Outsourcing – How does it contribute to our prosperity?
Some articles suggest that, by outsourcing projects, the money flows to overseas, which will raise the income of certain group of employees offshore. They will have more income and hence will buy more items – homes, cars, books, arts, movies. This is great--but how will that help a software engineer in Texas?

Outsourcing – How does it help with education?
Some articles suggest that, by outsourcing projects, the money flows overseas, which will raise the income of some groups of employees offshore. These employees will have more income and will spend more time to educate themselves, their kids and their communities. OK, great--but how will that help a 16 year-old high school student in California, who is applying for a college while struggling to find out how he can pay for it?

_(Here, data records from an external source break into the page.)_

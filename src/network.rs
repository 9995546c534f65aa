//! Required-chain enforcement.
//!
//! Query first: if the wallet is already on the required chain, no switch
//! request is ever issued. Otherwise switch, and on the unrecognized-chain
//! code (4902) add the chain with its full descriptor; many wallets activate
//! a freshly added chain automatically, so the outcome is verified and the
//! switch re-issued at most once before giving up. Failures here are never
//! fatal: the session stays connected, flagged wrong-network.

use serde_json::json;

use crate::config::ChainDescriptor;
use crate::error::{FaultKind, ProviderError, SessionFault};
use crate::provider::{Provider, RpcCall, decode_string, methods};

/// Result of `ensure_chain`.
#[derive(Debug, Clone, PartialEq, Eq)]
pub enum ChainOutcome {
    /// Already on the required chain; zero switch/add requests issued.
    AlreadyCorrect,
    /// The wallet is now on the required chain.
    Switched,
    /// The wallet stayed on another chain; the user has to act in the wallet.
    ManualActionNeeded {
        observed: Option<String>,
        fault: SessionFault,
    },
}

impl ChainOutcome {
    pub fn on_required_chain(&self) -> bool {
        matches!(self, Self::AlreadyCorrect | Self::Switched)
    }
}

/// Compare two hex chain ids numerically (`0x1` == `0x01`).
pub fn chain_ids_equal(a: &str, b: &str) -> bool {
    fn digits(id: &str) -> Option<String> {
        let rest = id
            .strip_prefix("0x")
            .or_else(|| id.strip_prefix("0X"))?
            .trim_start_matches('0')
            .to_ascii_lowercase();
        Some(rest)
    }
    matches!((digits(a), digits(b)), (Some(x), Some(y)) if x == y)
}

/// Bring the wallet onto the required chain, or report why it stayed put.
pub async fn ensure_chain(
    provider: &dyn Provider,
    chain: &ChainDescriptor,
) -> Result<ChainOutcome, ProviderError> {
    let current = query_chain_id(provider).await?;
    if chain_ids_equal(&current, &chain.chain_id) {
        return Ok(ChainOutcome::AlreadyCorrect);
    }

    tracing::info!(
        current = %current,
        required = %chain.chain_id,
        "wallet on wrong chain, requesting switch"
    );

    match request_switch(provider, &chain.chain_id).await {
        Ok(()) => Ok(ChainOutcome::Switched),
        Err(err) if err.unrecognized_chain() => add_then_switch(provider, chain, current).await,
        Err(err) => Ok(manual(Some(current), &err)),
    }
}

async fn add_then_switch(
    provider: &dyn Provider,
    chain: &ChainDescriptor,
    previously_observed: String,
) -> Result<ChainOutcome, ProviderError> {
    tracing::info!(chain = %chain.chain_id, "chain unknown to wallet, requesting add");

    if let Err(err) = provider
        .request(RpcCall::new(
            methods::WALLET_ADD_ETHEREUM_CHAIN,
            json!([chain.add_chain_params()]),
        ))
        .await
    {
        return Ok(manual(Some(previously_observed), &err));
    }

    // Most wallets activate the chain they just added; verify before
    // re-issuing the switch.
    let observed = query_chain_id(provider).await?;
    if chain_ids_equal(&observed, &chain.chain_id) {
        return Ok(ChainOutcome::Switched);
    }

    match request_switch(provider, &chain.chain_id).await {
        Ok(()) => Ok(ChainOutcome::Switched),
        Err(err) => Ok(manual(Some(observed), &err)),
    }
}

async fn query_chain_id(provider: &dyn Provider) -> Result<String, ProviderError> {
    let value = provider.request(RpcCall::bare(methods::ETH_CHAIN_ID)).await?;
    decode_string(methods::ETH_CHAIN_ID, value)
}

async fn request_switch(provider: &dyn Provider, chain_id: &str) -> Result<(), ProviderError> {
    provider
        .request(RpcCall::new(
            methods::WALLET_SWITCH_ETHEREUM_CHAIN,
            json!([{ "chainId": chain_id }]),
        ))
        .await
        .map(|_| ())
}

fn manual(observed: Option<String>, error: &ProviderError) -> ChainOutcome {
    let mut fault = SessionFault::from_provider(error);
    // A declined or failed switch leaves the session usable; surface it as a
    // wrong-network condition unless it was an explicit rejection.
    if fault.kind != FaultKind::UserRejected {
        fault.kind = FaultKind::WrongNetwork;
    }
    ChainOutcome::ManualActionNeeded { observed, fault }
}

#[cfg(test)]
mod tests {
    use serde_json::json;

    use super::*;
    use crate::error::codes;
    use crate::testutil::ScriptedProvider;

    fn chain() -> ChainDescriptor {
        ChainDescriptor::default()
    }

    #[test]
    fn chain_id_comparison_is_numeric() {
        assert!(chain_ids_equal("0x2761", "0x2761"));
        assert!(chain_ids_equal("0x01", "0x1"));
        assert!(chain_ids_equal("0xAB", "0xab"));
        assert!(!chain_ids_equal("0x1", "0x2"));
        assert!(!chain_ids_equal("2761", "0x2761"));
    }

    #[tokio::test]
    async fn already_correct_issues_no_switch() {
        let provider = ScriptedProvider::new();
        provider.script_ok(methods::ETH_CHAIN_ID, json!("0x2761"));

        let outcome = ensure_chain(&provider, &chain()).await.unwrap();
        assert_eq!(outcome, ChainOutcome::AlreadyCorrect);
        assert_eq!(provider.call_count(methods::WALLET_SWITCH_ETHEREUM_CHAIN), 0);
        assert_eq!(provider.call_count(methods::WALLET_ADD_ETHEREUM_CHAIN), 0);
    }

    #[tokio::test]
    async fn switches_when_on_another_chain() {
        let provider = ScriptedProvider::new();
        provider.script_ok(methods::ETH_CHAIN_ID, json!("0x1"));
        provider.script_ok(methods::WALLET_SWITCH_ETHEREUM_CHAIN, json!(null));

        let outcome = ensure_chain(&provider, &chain()).await.unwrap();
        assert_eq!(outcome, ChainOutcome::Switched);
        assert_eq!(provider.call_count(methods::WALLET_SWITCH_ETHEREUM_CHAIN), 1);
    }

    #[tokio::test]
    async fn unrecognized_chain_triggers_exactly_one_add() {
        let provider = ScriptedProvider::new();
        provider.script_ok(methods::ETH_CHAIN_ID, json!("0x1"));
        provider.script_err(
            methods::WALLET_SWITCH_ETHEREUM_CHAIN,
            codes::UNRECOGNIZED_CHAIN,
            "Unrecognized chain ID.",
        );
        provider.script_ok(methods::WALLET_ADD_ETHEREUM_CHAIN, json!(null));
        // Wallet auto-activated the added chain.
        provider.script_ok(methods::ETH_CHAIN_ID, json!("0x2761"));

        let outcome = ensure_chain(&provider, &chain()).await.unwrap();
        assert_eq!(outcome, ChainOutcome::Switched);
        assert_eq!(provider.call_count(methods::WALLET_ADD_ETHEREUM_CHAIN), 1);
        assert_eq!(provider.call_count(methods::WALLET_SWITCH_ETHEREUM_CHAIN), 1);
    }

    #[tokio::test]
    async fn add_without_auto_activation_retries_switch_once() {
        let provider = ScriptedProvider::new();
        provider.script_ok(methods::ETH_CHAIN_ID, json!("0x1"));
        provider.script_err(
            methods::WALLET_SWITCH_ETHEREUM_CHAIN,
            codes::UNRECOGNIZED_CHAIN,
            "Unrecognized chain ID.",
        );
        provider.script_ok(methods::WALLET_ADD_ETHEREUM_CHAIN, json!(null));
        provider.script_ok(methods::ETH_CHAIN_ID, json!("0x1"));
        provider.script_ok(methods::WALLET_SWITCH_ETHEREUM_CHAIN, json!(null));

        let outcome = ensure_chain(&provider, &chain()).await.unwrap();
        assert_eq!(outcome, ChainOutcome::Switched);
        assert_eq!(provider.call_count(methods::WALLET_SWITCH_ETHEREUM_CHAIN), 2);
    }

    #[tokio::test]
    async fn declined_switch_is_non_fatal() {
        let provider = ScriptedProvider::new();
        provider.script_ok(methods::ETH_CHAIN_ID, json!("0x1"));
        provider.script_err(
            methods::WALLET_SWITCH_ETHEREUM_CHAIN,
            codes::USER_REJECTED,
            "User rejected the request.",
        );

        let outcome = ensure_chain(&provider, &chain()).await.unwrap();
        match outcome {
            ChainOutcome::ManualActionNeeded { observed, fault } => {
                assert_eq!(observed.as_deref(), Some("0x1"));
                assert_eq!(fault.kind, FaultKind::UserRejected);
            }
            other => panic!("expected ManualActionNeeded, got {other:?}"),
        }
    }

    #[tokio::test]
    async fn declined_add_reports_wrong_network() {
        let provider = ScriptedProvider::new();
        provider.script_ok(methods::ETH_CHAIN_ID, json!("0x1"));
        provider.script_err(
            methods::WALLET_SWITCH_ETHEREUM_CHAIN,
            codes::UNRECOGNIZED_CHAIN,
            "Unrecognized chain ID.",
        );
        provider.script_err(
            methods::WALLET_ADD_ETHEREUM_CHAIN,
            -32000,
            "Request failed.",
        );

        let outcome = ensure_chain(&provider, &chain()).await.unwrap();
        match outcome {
            ChainOutcome::ManualActionNeeded { fault, .. } => {
                assert_eq!(fault.kind, FaultKind::WrongNetwork);
            }
            other => panic!("expected ManualActionNeeded, got {other:?}"),
        }
    }
}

Outsourcing – How does it help with innovation?
Some articles suggest that, by outsourcing projects, the money flows overseas, which will raise the income of some groups of employees offshore. They will have more income and will spend more time to educate, think and innovate. Fantastic--but how will that improve and develop my country, the United States?

Outsourcing may be a good short-term solution for some companies who are short-term thinkers, but the long-term future of a country's manufacturing, agriculture, and technological innovation is localization.

Our mission is to help build a solid foundation for those business who want to be globally literate and global leaders.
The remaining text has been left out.